Problem statement:
Give as output the line that contains "runs, which is", followed by every remaining line of the entries, unchanged and with nothing added.

Material shown:
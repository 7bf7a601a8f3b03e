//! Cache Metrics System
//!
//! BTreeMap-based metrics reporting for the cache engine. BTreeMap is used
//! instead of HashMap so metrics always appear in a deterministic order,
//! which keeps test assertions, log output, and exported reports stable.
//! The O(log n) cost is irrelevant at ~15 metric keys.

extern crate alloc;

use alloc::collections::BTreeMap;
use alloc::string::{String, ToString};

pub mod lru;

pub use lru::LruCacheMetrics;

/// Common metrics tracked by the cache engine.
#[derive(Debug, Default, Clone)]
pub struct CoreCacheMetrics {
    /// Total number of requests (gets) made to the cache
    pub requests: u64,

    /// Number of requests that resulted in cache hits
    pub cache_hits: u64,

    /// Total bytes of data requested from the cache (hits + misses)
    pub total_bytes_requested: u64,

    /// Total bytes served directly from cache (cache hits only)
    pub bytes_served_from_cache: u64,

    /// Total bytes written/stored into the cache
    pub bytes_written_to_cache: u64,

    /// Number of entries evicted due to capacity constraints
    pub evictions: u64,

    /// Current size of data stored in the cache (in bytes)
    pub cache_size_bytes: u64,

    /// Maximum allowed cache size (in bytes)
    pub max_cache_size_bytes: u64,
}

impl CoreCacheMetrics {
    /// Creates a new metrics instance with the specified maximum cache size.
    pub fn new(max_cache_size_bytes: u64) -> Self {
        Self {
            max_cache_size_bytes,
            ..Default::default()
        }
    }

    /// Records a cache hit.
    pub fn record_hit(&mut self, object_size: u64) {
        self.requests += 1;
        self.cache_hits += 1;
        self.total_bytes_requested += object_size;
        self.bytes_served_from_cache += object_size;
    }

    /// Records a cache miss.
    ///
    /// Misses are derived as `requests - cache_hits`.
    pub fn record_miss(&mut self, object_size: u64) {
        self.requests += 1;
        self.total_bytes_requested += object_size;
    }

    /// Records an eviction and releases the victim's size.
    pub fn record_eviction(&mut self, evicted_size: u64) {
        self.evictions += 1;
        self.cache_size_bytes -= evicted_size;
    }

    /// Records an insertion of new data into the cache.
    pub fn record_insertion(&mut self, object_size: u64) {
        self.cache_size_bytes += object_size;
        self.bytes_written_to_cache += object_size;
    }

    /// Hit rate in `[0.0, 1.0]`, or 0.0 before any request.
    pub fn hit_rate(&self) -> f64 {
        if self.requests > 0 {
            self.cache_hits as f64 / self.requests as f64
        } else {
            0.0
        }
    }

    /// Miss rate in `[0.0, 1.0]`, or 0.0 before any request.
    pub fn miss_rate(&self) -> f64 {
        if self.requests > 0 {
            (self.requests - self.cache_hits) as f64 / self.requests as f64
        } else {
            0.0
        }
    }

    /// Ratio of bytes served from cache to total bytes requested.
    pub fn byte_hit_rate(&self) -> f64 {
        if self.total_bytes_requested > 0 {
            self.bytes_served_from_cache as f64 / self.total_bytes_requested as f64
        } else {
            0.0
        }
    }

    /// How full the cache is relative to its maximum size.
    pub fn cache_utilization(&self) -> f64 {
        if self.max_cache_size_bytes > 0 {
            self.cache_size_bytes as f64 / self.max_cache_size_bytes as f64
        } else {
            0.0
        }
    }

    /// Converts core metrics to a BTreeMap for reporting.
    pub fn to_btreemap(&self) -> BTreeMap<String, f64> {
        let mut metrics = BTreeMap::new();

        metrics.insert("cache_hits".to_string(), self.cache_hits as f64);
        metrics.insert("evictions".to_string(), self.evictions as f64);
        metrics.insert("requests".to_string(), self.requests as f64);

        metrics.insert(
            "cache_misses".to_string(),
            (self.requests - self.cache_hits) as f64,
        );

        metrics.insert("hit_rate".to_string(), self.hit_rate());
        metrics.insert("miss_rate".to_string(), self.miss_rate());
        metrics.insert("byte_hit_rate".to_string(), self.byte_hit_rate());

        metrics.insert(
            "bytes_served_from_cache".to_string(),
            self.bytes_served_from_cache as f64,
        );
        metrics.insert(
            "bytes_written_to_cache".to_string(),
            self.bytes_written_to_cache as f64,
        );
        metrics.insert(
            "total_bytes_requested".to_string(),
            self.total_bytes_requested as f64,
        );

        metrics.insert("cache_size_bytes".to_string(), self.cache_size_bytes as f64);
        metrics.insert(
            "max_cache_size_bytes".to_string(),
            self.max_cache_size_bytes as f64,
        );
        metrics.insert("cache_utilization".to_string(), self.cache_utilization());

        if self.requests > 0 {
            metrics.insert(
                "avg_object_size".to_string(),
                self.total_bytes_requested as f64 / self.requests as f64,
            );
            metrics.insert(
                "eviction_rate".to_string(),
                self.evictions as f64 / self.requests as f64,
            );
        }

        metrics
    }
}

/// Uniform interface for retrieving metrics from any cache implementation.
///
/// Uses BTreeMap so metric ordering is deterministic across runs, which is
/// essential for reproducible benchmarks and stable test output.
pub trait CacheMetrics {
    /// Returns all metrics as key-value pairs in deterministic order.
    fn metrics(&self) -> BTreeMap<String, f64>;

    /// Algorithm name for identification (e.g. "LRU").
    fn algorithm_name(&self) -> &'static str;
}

Response below:
/// Uses BTreeMap so metric ordering is deterministic across runs, which is
/// essential for reproducible benchmarks and stable test output.
pub trait CacheMetrics {
    /// Returns all metrics as key-value pairs in deterministic order.
    fn metrics(&self) -> BTreeMap<String, f64>;

    /// Algorithm name for identification (e.g. "LRU").
    fn algorithm_name(&self) -> &'static str;
}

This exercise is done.